### WHAT IS EXPECTED
In the records, find each line where "RepositoryResult" occurs, and copy it.

Dataset entries
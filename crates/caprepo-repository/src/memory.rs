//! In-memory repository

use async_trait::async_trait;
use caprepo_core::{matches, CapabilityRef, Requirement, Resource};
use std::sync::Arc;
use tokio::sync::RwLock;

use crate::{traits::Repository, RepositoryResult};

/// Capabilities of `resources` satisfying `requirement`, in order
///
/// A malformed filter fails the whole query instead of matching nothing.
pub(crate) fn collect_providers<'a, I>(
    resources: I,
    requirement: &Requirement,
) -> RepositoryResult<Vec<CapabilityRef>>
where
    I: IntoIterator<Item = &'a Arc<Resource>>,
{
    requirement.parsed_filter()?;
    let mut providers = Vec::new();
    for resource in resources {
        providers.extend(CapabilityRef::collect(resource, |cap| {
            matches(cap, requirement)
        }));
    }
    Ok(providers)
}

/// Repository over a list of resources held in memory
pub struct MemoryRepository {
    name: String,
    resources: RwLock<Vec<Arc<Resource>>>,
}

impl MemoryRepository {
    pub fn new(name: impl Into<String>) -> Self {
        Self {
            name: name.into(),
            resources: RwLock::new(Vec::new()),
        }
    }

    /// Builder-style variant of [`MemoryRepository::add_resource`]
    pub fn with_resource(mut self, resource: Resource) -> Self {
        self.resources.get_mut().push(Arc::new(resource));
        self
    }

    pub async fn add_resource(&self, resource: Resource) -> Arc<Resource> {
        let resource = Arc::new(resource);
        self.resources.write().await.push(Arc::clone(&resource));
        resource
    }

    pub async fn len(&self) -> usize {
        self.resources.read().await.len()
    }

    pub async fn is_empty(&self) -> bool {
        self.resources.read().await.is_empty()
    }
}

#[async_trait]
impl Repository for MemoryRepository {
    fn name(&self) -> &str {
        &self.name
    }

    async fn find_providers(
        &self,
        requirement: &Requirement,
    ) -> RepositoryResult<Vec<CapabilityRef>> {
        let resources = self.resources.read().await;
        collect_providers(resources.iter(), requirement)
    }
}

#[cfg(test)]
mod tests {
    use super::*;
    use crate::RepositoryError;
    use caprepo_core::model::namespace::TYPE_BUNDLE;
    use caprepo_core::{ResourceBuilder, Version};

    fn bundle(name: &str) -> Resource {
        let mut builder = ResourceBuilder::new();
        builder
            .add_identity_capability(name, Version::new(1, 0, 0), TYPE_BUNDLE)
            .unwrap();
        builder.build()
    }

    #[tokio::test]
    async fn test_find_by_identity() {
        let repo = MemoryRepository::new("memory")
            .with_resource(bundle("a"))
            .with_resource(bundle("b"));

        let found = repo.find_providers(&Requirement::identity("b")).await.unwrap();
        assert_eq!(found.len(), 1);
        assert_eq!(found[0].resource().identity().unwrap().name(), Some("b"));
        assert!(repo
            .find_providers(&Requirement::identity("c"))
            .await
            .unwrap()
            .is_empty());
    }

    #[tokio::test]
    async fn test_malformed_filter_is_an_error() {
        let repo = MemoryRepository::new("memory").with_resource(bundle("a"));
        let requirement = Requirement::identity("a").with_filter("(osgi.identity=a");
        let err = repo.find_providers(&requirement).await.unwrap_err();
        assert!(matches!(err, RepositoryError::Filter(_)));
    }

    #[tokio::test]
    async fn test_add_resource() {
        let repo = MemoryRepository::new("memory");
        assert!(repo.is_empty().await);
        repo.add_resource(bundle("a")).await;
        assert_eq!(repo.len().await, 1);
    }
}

### THE COMPLETED TASK
use crate::{traits::Repository, RepositoryResult};
) -> RepositoryResult<Vec<CapabilityRef>>
    ) -> RepositoryResult<Vec<CapabilityRef>> {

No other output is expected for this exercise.